São Paulo/Congonhas–Deputado Freitas Nobre Airport (IATA: CGH, ICAO: SBSP) is one of the four commercial airports serving São Paulo, Brazil. The airport is named after the neighborhood where it is located, formerly called Vila Congonhas, property of the descendants of Lucas Antônio Monteiro de Barros (1767–1851), Viscount of Congonhas do Campo, first president of the Province of São Paulo after the independence of Brazil in 1822, during the Empire. In turn, the Viscount's domain was named after the plural of a shrub known in Brazil as congonha-do-campo (Luxemburgia polyandra, of the Ochnaceae family). The airport was initially planned in 1919, but it did not open until 12 April 1936. The site was outside the built-up urban area at the time, and it was chosen because it had favourable winds and lay on a high hill with little vegetation. The airport was opened with a 300-metre (984-ft.) long dirt runway. In the beginning it was the private airport of VASP, built as an alternative to Campo de Marte which, already at that time, had operational difficulties. VASP started services to Rio de Janeiro on 5 August 1936, advertising two daily round trips of 90 minutes' flight time in each direction, starting a route that would eventually become one of the world's busiest. By 1957, the airport was the third busiest in the world for air cargo. Until 1985 Congonhas was the main airport of São Paulo operating domestic flights, as well as international service to neighbouring countries such as Argentina, Uruguay, Paraguay, Chile, Peru and Bolivia. Due to Congonhas' short runways, unable to accommodate most long-haul jets, intercontinental flights required changing planes at Rio de Janeiro–Galeão or were operated at Viracopos airport.
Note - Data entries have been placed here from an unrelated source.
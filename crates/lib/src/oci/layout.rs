//! OCI image layout directories.
//!
//! A layout is `oci-layout`, `index.json` and content-addressed blobs under
//! `blobs/sha256/`. Base images can be read from one (for example a
//! `skopeo copy ... oci:<dir>` export, or a mirror kept next to the build)
//! and built images can be written to one instead of a registry.

use std::fs;
use std::io::Write;
use std::path::{Path, PathBuf};

use serde::{Deserialize, Serialize};
use tempfile::NamedTempFile;
use thiserror::Error;

use super::{Descriptor, Digest, ImageIndex};

/// Index annotation naming the reference an entry was stored under.
pub const ANNOTATION_REF_NAME: &str = "org.opencontainers.image.ref.name";

const LAYOUT_FILE: &str = "oci-layout";
const INDEX_FILE: &str = "index.json";
const LAYOUT_VERSION: &str = "1.0.0";

#[derive(Debug, Error)]
pub enum LayoutError {
  #[error("{path}: {source}")]
  Io {
    path: PathBuf,
    #[source]
    source: std::io::Error,
  },

  #[error("{path} is not valid JSON: {source}")]
  Json {
    path: PathBuf,
    #[source]
    source: serde_json::Error,
  },

  #[error("{0} is not an OCI image layout")]
  NotALayout(PathBuf),

  #[error("blob {0} does not match its digest")]
  DigestMismatch(Digest),
}

#[derive(Serialize, Deserialize)]
#[serde(rename_all = "camelCase")]
struct LayoutMarker {
  image_layout_version: String,
}

#[derive(Debug, Clone)]
pub struct OciLayout {
  root: PathBuf,
}

fn io_error(path: &Path, source: std::io::Error) -> LayoutError {
  LayoutError::Io {
    path: path.to_path_buf(),
    source,
  }
}

impl OciLayout {
  /// Open an existing layout.
  pub fn open(root: impl Into<PathBuf>) -> Result<Self, LayoutError> {
    let root = root.into();
    if !root.join(LAYOUT_FILE).is_file() {
      return Err(LayoutError::NotALayout(root));
    }
    Ok(Self { root })
  }

  /// Open the layout at `root`, initializing it when absent.
  pub fn create(root: impl Into<PathBuf>) -> Result<Self, LayoutError> {
    let root = root.into();
    let layout = Self { root };
    if layout.root.join(LAYOUT_FILE).is_file() {
      return Ok(layout);
    }

    fs::create_dir_all(layout.blobs_dir()).map_err(|e| io_error(&layout.blobs_dir(), e))?;
    let marker = LayoutMarker {
      image_layout_version: LAYOUT_VERSION.to_string(),
    };
    layout.write_json(&layout.root.join(LAYOUT_FILE), &marker)?;
    layout.write_json(&layout.root.join(INDEX_FILE), &ImageIndex::new(Vec::new()))?;
    Ok(layout)
  }

  pub fn root(&self) -> &Path {
    &self.root
  }

  fn blobs_dir(&self) -> PathBuf {
    self.root.join("blobs").join("sha256")
  }

  fn blob_path(&self, digest: &Digest) -> PathBuf {
    self.blobs_dir().join(digest.hex())
  }

  /// The top-level `index.json`.
  pub fn index(&self) -> Result<ImageIndex, LayoutError> {
    let path = self.root.join(INDEX_FILE);
    let content = fs::read(&path).map_err(|e| io_error(&path, e))?;
    serde_json::from_slice(&content).map_err(|source| LayoutError::Json { path, source })
  }

  /// The index entry stored under `name`, or whose digest is `name`.
  pub fn find(&self, name: &str) -> Result<Option<Descriptor>, LayoutError> {
    let index = self.index()?;
    Ok(index.manifests.into_iter().find(|entry| {
      entry.digest.as_str() == name || entry.annotations.get(ANNOTATION_REF_NAME).is_some_and(|r| r == name)
    }))
  }

  pub fn has_blob(&self, digest: &Digest) -> bool {
    self.blob_path(digest).is_file()
  }

  /// Read a blob and check it against its digest.
  pub fn read_blob(&self, digest: &Digest) -> Result<Vec<u8>, LayoutError> {
    let path = self.blob_path(digest);
    let data = fs::read(&path).map_err(|e| io_error(&path, e))?;
    if Digest::of(&data) != *digest {
      return Err(LayoutError::DigestMismatch(digest.clone()));
    }
    Ok(data)
  }

  /// Store a blob. Existing blobs are left untouched.
  pub fn write_blob(&self, data: &[u8]) -> Result<Digest, LayoutError> {
    let digest = Digest::of(data);
    let path = self.blob_path(&digest);
    if !path.is_file() {
      self.write_atomic(&path, data)?;
    }
    Ok(digest)
  }

  /// Record `descriptor` in `index.json` under `name`, replacing any entry
  /// previously stored under the same name.
  pub fn tag(&self, name: &str, mut descriptor: Descriptor) -> Result<(), LayoutError> {
    let mut index = self.index()?;
    index
      .manifests
      .retain(|entry| entry.annotations.get(ANNOTATION_REF_NAME).is_none_or(|r| r != name));
    descriptor
      .annotations
      .insert(ANNOTATION_REF_NAME.to_string(), name.to_string());
    index.manifests.push(descriptor);
    self.write_json(&self.root.join(INDEX_FILE), &index)
  }

  fn write_json<T: Serialize>(&self, path: &Path, value: &T) -> Result<(), LayoutError> {
    let data = serde_json::to_vec_pretty(value).map_err(|source| LayoutError::Json {
      path: path.to_path_buf(),
      source,
    })?;
    self.write_atomic(path, &data)
  }

  fn write_atomic(&self, path: &Path, data: &[u8]) -> Result<(), LayoutError> {
    let dir = path.parent().unwrap_or(&self.root);
    fs::create_dir_all(dir).map_err(|e| io_error(dir, e))?;
    let mut temp = NamedTempFile::new_in(dir).map_err(|e| io_error(dir, e))?;
    temp.write_all(data).map_err(|e| io_error(path, e))?;
    temp.persist(path).map_err(|e| io_error(path, e.error))?;
    Ok(())
  }
}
However, Viracopos' distant location, in Campinas, 97 km (60 mi) from downtown São Paulo, made that choice inconvenient both for passengers and for airlines, so a connection in Rio was usually preferred.
Since June 19, 2017 it is officially named after Deputy Freitas Nobre. The name Congonhas however remains mostly used. It is owned by the City of São Paulo, but operated by Infraero.
Congonhas has slot restrictions operating with a maximum of 30 operations/hour, being one of the five airports with such restrictions in Brazil.